*** Begin section ***
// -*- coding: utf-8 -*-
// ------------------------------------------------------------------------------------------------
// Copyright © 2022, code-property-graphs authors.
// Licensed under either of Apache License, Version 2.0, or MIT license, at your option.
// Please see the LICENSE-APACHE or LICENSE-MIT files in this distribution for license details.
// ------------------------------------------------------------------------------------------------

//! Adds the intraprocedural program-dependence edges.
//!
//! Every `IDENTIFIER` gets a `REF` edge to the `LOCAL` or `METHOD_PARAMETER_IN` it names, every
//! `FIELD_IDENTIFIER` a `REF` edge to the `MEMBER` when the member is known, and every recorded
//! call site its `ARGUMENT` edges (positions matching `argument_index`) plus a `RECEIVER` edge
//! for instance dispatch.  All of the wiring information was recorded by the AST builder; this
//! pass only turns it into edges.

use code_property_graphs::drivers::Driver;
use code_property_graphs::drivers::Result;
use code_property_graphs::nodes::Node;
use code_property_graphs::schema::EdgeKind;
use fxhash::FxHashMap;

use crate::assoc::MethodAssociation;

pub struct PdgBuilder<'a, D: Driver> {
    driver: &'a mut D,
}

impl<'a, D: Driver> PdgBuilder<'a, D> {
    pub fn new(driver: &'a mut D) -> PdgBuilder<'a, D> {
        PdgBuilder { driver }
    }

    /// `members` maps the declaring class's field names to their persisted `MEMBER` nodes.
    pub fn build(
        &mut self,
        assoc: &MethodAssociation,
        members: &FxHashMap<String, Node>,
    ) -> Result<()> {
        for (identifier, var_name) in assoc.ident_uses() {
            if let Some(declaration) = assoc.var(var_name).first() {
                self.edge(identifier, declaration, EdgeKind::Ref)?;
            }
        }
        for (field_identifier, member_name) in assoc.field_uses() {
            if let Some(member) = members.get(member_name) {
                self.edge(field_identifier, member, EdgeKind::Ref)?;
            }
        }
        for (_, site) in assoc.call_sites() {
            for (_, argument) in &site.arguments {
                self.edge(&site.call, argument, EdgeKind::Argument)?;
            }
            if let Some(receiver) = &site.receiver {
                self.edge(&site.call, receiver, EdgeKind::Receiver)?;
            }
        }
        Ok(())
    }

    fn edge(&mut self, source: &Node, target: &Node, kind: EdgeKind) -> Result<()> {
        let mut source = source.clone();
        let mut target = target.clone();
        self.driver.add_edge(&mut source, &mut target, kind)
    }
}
*** End section ***
*** Begin section ***
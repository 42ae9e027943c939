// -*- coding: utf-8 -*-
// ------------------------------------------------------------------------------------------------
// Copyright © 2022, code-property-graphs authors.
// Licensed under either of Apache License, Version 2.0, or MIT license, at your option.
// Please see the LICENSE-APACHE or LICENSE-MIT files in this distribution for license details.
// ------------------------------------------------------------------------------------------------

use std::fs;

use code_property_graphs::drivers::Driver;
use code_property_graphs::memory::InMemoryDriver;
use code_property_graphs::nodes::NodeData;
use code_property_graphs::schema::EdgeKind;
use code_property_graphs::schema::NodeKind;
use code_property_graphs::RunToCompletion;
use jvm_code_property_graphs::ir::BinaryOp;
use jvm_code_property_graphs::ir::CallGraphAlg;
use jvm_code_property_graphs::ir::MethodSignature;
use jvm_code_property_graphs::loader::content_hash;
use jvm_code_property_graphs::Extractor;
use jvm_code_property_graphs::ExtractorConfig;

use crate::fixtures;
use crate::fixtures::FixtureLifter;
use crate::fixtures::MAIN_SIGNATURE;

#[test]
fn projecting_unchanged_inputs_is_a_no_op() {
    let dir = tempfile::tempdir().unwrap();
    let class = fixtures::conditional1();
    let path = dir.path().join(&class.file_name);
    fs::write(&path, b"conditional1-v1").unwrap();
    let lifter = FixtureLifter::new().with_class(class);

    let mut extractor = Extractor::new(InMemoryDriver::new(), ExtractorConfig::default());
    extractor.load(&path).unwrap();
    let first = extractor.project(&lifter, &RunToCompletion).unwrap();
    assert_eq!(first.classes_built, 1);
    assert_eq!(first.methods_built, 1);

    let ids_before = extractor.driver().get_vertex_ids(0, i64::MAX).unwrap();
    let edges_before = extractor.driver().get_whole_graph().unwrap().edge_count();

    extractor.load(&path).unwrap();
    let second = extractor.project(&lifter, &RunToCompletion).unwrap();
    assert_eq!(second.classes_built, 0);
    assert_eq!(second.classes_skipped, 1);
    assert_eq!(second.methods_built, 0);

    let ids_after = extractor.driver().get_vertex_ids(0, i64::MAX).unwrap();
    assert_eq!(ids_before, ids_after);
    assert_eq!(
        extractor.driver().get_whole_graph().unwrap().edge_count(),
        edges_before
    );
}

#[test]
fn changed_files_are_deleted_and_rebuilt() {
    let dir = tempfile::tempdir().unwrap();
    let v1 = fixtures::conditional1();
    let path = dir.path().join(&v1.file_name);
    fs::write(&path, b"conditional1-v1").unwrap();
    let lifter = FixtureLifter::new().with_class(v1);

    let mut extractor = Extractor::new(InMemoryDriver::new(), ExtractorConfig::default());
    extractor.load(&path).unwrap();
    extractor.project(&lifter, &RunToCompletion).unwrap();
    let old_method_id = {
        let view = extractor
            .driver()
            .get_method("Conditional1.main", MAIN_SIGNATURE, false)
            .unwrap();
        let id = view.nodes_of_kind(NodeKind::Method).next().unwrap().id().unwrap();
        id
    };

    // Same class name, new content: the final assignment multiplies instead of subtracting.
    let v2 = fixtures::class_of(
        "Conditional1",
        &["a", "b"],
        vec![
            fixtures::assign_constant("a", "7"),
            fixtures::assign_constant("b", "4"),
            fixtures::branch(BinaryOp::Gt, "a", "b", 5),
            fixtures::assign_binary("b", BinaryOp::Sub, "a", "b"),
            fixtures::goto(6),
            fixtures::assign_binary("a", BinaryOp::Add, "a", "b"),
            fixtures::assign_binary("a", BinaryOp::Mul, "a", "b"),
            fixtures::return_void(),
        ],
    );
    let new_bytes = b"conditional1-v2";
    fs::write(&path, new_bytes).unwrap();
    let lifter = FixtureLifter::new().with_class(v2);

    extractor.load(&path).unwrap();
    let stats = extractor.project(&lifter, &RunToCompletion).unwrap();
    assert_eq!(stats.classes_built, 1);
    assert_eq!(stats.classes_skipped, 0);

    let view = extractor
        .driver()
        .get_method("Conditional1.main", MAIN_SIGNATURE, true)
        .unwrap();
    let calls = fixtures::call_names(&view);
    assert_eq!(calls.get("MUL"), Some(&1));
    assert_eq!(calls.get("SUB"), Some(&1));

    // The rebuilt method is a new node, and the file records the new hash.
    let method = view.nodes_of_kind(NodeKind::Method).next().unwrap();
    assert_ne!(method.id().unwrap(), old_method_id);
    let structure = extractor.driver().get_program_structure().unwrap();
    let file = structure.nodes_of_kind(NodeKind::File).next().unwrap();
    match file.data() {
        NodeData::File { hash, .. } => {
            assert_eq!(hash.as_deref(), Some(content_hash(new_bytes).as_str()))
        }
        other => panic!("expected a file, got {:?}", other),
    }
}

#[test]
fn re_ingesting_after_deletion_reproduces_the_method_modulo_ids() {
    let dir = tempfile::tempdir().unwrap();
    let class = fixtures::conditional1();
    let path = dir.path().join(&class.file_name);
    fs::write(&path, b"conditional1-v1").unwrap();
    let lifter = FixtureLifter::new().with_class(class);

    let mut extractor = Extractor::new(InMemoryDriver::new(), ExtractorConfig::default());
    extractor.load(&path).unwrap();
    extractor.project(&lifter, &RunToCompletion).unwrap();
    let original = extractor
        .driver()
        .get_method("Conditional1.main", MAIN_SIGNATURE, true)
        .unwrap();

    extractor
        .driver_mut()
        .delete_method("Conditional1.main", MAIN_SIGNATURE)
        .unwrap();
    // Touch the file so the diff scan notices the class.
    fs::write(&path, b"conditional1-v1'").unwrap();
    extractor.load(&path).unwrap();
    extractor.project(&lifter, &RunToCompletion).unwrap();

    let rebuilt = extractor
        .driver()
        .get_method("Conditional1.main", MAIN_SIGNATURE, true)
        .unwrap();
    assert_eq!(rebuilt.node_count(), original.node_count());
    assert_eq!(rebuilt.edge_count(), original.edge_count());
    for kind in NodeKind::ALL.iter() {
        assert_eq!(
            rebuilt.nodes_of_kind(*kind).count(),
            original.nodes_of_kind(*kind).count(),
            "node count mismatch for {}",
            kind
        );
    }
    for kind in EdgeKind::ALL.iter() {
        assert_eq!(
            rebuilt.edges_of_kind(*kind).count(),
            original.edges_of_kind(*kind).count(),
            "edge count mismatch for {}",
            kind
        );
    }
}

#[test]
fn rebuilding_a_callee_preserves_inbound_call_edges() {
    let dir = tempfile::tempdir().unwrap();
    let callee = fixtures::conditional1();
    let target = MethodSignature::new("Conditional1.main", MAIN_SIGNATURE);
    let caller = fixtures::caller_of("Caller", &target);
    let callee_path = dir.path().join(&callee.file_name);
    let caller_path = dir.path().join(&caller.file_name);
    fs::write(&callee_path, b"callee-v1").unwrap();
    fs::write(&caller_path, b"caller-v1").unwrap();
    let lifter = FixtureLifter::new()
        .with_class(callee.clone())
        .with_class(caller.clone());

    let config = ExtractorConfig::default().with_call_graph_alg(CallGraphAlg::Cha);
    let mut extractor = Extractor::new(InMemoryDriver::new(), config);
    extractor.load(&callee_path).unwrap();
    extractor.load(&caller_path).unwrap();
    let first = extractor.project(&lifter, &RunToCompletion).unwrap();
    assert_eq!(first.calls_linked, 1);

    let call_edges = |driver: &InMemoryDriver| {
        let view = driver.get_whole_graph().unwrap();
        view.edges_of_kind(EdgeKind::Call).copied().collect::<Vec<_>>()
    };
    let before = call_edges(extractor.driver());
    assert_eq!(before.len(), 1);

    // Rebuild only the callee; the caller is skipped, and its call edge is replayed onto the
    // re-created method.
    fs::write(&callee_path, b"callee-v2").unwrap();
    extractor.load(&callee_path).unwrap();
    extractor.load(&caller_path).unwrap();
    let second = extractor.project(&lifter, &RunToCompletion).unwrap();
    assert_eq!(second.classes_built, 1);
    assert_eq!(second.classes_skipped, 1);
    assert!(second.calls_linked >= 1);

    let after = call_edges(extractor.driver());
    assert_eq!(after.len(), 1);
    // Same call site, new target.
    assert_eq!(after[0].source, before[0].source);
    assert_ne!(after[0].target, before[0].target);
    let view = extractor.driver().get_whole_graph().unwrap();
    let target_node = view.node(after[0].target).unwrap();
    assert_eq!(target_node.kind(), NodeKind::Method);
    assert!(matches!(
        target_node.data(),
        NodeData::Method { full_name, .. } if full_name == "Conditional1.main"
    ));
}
*** End section ***
Work order: Find each line in the records above that contains "MethodSignature", and copy it.

Completed task:
use jvm_code_property_graphs::ir::MethodSignature;
    let target = MethodSignature::new("Conditional1.main", MAIN_SIGNATURE);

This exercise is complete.